** INSTRUCTIONS FOR THE TASK **
Retrieve each line that contains the word "crate" from the entries below.
TASK INPUTS Start Marker
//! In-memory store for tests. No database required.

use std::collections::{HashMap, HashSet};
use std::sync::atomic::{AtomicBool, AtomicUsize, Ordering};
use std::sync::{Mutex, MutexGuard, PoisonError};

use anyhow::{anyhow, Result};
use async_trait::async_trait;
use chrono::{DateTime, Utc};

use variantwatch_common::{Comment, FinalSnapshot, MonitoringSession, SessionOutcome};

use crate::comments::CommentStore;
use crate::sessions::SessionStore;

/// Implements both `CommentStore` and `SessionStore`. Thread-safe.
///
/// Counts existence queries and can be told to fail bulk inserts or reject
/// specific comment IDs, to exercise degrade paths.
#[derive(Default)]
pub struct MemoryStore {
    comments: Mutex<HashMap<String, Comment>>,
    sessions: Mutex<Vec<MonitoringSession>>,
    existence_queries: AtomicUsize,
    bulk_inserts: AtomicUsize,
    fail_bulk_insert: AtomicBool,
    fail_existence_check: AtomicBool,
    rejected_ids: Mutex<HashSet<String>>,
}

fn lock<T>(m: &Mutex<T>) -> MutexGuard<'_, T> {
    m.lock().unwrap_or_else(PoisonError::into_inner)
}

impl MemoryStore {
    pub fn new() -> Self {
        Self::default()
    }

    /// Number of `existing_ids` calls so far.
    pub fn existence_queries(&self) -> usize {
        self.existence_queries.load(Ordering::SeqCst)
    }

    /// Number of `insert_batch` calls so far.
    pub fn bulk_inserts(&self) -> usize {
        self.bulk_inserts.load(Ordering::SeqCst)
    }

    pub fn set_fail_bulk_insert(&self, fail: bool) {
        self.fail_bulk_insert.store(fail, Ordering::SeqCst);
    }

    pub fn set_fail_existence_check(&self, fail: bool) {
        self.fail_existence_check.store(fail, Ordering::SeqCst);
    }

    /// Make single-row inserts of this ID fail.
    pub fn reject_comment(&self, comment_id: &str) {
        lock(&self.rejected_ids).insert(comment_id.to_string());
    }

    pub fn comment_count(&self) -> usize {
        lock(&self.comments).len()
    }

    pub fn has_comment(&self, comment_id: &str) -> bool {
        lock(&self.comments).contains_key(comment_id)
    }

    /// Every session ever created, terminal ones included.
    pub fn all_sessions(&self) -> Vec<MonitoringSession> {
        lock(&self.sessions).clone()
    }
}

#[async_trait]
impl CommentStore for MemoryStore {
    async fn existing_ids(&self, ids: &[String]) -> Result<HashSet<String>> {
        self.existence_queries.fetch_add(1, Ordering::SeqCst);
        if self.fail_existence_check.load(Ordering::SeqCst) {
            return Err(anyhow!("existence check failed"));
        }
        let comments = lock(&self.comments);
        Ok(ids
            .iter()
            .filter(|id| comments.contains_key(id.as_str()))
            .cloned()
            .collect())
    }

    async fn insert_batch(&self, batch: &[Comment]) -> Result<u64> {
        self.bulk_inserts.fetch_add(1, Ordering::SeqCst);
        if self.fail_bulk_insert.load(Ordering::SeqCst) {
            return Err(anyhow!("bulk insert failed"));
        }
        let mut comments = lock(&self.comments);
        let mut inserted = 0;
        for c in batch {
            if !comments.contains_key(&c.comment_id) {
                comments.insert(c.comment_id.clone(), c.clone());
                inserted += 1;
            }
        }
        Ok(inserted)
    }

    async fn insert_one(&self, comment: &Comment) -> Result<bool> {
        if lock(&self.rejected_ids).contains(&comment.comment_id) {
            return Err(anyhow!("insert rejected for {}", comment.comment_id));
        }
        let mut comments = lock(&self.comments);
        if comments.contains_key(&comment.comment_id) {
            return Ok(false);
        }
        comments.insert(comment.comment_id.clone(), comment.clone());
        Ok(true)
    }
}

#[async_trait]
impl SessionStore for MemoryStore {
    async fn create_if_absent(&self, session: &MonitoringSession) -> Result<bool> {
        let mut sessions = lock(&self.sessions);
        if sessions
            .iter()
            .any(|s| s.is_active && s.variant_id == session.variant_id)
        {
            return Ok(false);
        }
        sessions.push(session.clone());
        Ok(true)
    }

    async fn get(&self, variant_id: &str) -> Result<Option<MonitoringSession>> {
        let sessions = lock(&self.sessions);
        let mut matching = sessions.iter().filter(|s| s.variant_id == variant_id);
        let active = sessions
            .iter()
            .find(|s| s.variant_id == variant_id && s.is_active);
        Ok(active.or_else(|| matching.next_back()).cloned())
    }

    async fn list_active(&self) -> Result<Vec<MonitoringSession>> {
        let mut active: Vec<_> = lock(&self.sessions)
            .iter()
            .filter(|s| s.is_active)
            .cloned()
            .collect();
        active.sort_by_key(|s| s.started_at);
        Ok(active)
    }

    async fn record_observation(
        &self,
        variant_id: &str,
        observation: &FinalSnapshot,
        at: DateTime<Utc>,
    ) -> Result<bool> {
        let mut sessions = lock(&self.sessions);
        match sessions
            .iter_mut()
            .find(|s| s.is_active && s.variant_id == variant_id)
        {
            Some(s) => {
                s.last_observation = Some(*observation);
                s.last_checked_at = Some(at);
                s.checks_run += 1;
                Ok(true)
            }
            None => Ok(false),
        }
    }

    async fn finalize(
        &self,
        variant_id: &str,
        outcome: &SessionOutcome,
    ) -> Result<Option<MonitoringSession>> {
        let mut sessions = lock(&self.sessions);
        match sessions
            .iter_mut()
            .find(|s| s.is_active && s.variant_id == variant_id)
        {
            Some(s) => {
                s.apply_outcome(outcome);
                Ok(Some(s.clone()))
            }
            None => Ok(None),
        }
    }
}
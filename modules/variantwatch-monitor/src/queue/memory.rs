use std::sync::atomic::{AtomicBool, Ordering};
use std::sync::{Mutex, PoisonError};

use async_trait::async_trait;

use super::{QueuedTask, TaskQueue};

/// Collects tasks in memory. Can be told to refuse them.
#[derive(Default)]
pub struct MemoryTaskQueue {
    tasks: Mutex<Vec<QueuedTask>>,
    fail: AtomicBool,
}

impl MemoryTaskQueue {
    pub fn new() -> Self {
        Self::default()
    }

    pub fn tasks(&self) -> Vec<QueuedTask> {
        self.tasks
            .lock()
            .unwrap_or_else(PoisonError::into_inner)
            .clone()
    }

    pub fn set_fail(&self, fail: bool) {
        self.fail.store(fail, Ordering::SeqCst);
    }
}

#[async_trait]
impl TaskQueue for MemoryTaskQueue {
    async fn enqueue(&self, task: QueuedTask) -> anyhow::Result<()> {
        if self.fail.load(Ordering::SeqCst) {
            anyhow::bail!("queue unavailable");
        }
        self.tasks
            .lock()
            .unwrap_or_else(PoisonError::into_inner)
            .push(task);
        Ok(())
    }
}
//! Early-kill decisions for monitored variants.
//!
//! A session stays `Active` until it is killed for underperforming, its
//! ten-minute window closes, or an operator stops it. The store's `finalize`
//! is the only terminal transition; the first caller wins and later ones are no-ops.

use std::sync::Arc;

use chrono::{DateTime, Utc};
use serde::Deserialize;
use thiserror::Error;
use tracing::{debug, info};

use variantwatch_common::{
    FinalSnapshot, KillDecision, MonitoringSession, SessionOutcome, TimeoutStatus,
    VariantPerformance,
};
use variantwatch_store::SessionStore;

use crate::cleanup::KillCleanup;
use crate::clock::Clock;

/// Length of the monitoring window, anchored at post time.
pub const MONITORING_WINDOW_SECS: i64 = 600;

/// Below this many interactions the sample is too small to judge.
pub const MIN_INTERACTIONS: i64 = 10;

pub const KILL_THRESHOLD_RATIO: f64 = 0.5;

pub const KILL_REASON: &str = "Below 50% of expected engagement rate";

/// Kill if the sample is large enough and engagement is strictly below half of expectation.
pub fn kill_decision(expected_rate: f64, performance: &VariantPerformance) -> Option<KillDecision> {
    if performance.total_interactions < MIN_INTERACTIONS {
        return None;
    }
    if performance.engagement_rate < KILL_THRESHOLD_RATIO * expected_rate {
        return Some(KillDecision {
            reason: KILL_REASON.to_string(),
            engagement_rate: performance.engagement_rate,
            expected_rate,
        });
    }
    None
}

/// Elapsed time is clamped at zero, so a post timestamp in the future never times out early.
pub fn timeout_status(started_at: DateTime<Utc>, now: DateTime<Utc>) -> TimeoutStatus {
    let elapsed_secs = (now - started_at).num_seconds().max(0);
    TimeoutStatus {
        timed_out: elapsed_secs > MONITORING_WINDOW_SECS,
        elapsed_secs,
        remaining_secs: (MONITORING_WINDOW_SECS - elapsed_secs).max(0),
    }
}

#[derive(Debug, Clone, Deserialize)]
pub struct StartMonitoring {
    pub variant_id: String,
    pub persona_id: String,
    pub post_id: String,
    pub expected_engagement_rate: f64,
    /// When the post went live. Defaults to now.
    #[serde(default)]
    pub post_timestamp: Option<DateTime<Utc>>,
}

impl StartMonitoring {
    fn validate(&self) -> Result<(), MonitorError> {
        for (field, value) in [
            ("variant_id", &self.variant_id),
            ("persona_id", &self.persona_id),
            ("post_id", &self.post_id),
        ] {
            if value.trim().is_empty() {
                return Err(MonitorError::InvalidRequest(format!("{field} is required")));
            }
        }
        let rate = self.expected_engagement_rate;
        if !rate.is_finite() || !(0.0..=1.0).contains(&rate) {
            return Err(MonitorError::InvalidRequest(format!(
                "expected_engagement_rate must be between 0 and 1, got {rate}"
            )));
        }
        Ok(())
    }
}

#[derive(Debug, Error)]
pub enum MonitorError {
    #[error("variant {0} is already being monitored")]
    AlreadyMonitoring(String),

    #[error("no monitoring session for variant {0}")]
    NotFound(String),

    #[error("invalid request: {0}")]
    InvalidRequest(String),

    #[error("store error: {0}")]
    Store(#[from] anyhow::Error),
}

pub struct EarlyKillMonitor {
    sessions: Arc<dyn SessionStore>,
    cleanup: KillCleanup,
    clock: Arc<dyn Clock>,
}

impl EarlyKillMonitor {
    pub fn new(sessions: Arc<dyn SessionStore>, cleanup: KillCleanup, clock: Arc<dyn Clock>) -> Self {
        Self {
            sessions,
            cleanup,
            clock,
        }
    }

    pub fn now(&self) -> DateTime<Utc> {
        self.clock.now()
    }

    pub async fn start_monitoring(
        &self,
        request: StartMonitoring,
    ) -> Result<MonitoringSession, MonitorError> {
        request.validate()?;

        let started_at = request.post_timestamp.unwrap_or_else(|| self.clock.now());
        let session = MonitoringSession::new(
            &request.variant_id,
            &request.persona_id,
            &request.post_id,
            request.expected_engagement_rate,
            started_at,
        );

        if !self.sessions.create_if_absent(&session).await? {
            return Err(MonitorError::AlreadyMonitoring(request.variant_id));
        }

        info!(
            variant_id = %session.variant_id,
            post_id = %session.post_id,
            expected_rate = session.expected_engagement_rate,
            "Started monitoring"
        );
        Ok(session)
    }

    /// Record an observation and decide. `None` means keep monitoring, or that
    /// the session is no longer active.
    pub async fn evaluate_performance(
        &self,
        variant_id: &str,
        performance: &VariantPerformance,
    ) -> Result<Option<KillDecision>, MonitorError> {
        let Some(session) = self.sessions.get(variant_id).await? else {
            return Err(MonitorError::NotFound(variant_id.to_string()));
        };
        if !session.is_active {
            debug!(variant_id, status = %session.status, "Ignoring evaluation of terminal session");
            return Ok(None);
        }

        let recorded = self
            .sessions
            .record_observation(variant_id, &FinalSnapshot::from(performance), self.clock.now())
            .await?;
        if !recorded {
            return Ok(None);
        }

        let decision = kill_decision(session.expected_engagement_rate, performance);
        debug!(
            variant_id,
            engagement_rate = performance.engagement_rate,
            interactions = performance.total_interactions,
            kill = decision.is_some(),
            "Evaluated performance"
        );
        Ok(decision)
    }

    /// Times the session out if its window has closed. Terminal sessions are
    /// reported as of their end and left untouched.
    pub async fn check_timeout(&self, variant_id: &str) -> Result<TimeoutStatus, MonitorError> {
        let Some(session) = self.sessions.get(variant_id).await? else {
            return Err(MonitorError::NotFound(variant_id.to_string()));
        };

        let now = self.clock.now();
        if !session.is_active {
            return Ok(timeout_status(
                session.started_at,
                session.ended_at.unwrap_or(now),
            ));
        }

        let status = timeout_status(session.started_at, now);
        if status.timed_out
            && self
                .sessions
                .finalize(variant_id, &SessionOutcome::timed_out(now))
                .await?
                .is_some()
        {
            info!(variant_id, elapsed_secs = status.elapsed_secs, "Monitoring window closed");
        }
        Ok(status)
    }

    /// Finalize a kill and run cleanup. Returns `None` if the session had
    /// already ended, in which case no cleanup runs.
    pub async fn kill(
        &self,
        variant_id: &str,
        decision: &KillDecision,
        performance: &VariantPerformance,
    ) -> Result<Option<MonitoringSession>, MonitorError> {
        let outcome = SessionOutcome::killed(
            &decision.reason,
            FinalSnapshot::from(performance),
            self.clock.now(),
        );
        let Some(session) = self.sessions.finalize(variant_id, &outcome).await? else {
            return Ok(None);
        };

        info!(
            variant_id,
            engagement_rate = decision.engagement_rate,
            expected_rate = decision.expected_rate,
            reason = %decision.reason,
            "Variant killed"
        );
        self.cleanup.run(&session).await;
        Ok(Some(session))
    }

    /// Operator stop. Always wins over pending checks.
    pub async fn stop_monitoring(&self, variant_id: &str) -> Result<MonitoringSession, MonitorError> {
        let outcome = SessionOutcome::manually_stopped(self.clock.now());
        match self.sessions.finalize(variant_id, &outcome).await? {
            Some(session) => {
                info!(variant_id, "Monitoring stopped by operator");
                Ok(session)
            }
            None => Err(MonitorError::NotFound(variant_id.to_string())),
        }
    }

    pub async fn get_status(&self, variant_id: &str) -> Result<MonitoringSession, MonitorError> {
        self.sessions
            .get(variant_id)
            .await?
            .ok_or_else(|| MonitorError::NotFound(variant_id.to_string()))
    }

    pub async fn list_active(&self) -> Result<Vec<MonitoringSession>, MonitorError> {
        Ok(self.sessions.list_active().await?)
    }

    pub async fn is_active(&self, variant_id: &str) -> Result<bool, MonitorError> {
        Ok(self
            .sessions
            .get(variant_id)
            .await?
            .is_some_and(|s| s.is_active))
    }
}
TASK INPUTS End Marker
** SOLUTION TO THE PROBLEM **
use crate::comments::CommentStore;
use crate::sessions::SessionStore;
use crate::cleanup::KillCleanup;
use crate::clock::Clock;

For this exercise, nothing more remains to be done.